Vivani's exenatide implant stimulates weight loss as well as Wegovy in mice

New data suggest Vivani’s miniature exenatide implant, NPM-115, works as well as Novo Nordisk’s Wegovy and Ozempic for weight loss in mice. The implant delivers high doses of exenatide, a GLP-1 receptor agonist commercialized by AstraZeneca as Bydureon for treating Type 2 diabetes. 

The data, posted by the company Feb. 28, offer new evidence that exenatide is effective for weight loss in non-diabetic animals. They also justify Vivani’s recent shift from focusing on Type 2 diabetes to weight loss, Vivani CEO Adam Mendelsohn, Ph.D., said in a press release

“In response to tremendous medical need and unprecedented market demand, we are prioritizing the development of our GLP-1 implants for the treatment of obesity and chronic weight management,” Mendelsohn said. “Since a high-dose GLP-1 implant for obesity would likely also be able to address our previous type 2 diabetes focus, the recently generated compelling weight loss data from NPM-115 naturally supports a shift in focus towards an indication with even broader potential.”

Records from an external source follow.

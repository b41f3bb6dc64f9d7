use crate::keycode::KeyCode;
use crate::modifier::ModifierCombination;

/// A KeyAction is the action at a keyboard position, stored in a layer table.
/// It can be a single action like triggering a key, or a composite action like tap/hold.
#[derive(Debug, Copy, Clone, PartialEq, Eq)]
#[cfg_attr(feature = "defmt", derive(defmt::Format))]
pub enum KeyAction {
    /// No action.
    No,
    /// Transparent action, next layer will be checked.
    Transparent,
    /// A single action, such as triggering a key, or activating a layer. Action is triggered when pressed and cancelled when released.
    Single(Action),
    /// One shot action, stays active until the next key is released.
    OneShot(Action),
    /// Tap hold action. The first action is triggered when the key is tapped, the second one when it's held past the tapping term.
    TapHold(Action, Action),
}

/// A single basic action that a keyboard can execute.
#[derive(Debug, Copy, Clone, PartialEq, Eq)]
#[cfg_attr(feature = "defmt", derive(defmt::Format))]
pub enum Action {
    /// Default action, no action.
    No,
    /// A normal key stroke. Media and mouse keycodes go to their own reports.
    Key(KeyCode),
    /// Modifier combination, held while the key is held.
    Modifier(ModifierCombination),
    /// Key stroke with modifier combination triggered.
    KeyWithModifier(KeyCode, ModifierCombination),
    /// Activate a layer while the key is held
    LayerOn(u8),
    /// Toggle a layer
    LayerToggle(u8),
    /// Activate a layer and deactivate all other layers(except default layer)
    LayerToggleOnly(u8),
    /// Run the compose action at the given index of the keymap's compose table.
    Compose(u8),
    /// Toggle caps word
    CapsWord,
    /// Ask the firmware to jump to the bootloader
    Bootloader,
}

In the new study, seven mice with obesity caused by a high-fat diet lost nearly 20% of their body weight within 28 days of being implanted with NPM-115, the same amount lost by obese mice that were injected with high doses of semaglutide—the active ingredient in Ozempic and Wegovy—over the same period. The implant delivered daily doses of exenatide at around 530 nmol/kg/day, while the mice on semaglutide received doses of around 2,700 nmol/kg/week. These higher-than-typical doses were given to “maximize the weight loss potential of both exenatide and semaglutide,” according to Vivani. 

A second study on an exenatide implant Vivani is developing for Type 2 diabetes, NPM-119, also stimulated significant weight loss in healthy rats. The animals’ body weight was 25% lower at 15 weeks post-implantation than rats with an implant that delivered a control solution. In this case, exenatide was delivered at a lower dose of around 320 nmol/kg/day. Given that NPM-119 secretes smaller amounts of exenatide than NPM-115, Vivani expects that NPM-115 will prove equally durable for weight loss. 

Vivani’s core technology is its NanoPortal device, a tiny titanium cylinder with a reservoir for medication. Drugs are released through nanotubes with pores that are sized according to how quickly or slowly the medication should be delivered. The device is placed under the skin, where it secretes drugs for six months before being replaced. Vivani is working on another implant, NPM-139, that secretes semaglutide for up to a year. 

Drug-secreting implants are an attractive prospect for dosing GLP-1 therapies for weight loss, as less-frequent dosing has been shown to improve adherence. They could also potentially enable exenatide to join the roster of weight management meds, as potential limitations around dosing and adherence have kept it from being considered for that indication so far, Vivani said. 

If Vivani were to succeed at getting its implants through the FDA, it would be the first. Intarcia Therapeutics, once a biotech unicorn, faced FDA rejection of its six-month diabetes drug implant for the third time in September 2023 due to potential safety issues. Those concerns were centered on dosing stability, as large, uncontrolled boluses of GLP-1 receptor agonists could lead to complications, like GI issues, kidney failure and heart problems. 

Vivani's implant is different because it has "a non-viscous formulation and no moving piston, and is associated with smooth and steady release profiles," Mendelson told FBR in an email. While the current study didn't go on for long enough to measure outcomes like the ones the FDA was concerned about in the mice, "it is reasonable that a minimally-fluctuating release profile could avoid this cascade of events," he said. 

Editor's note: This article has been updated from its original version to add a comment from Mendelson on how Vivani's technology differs from Intarcia's.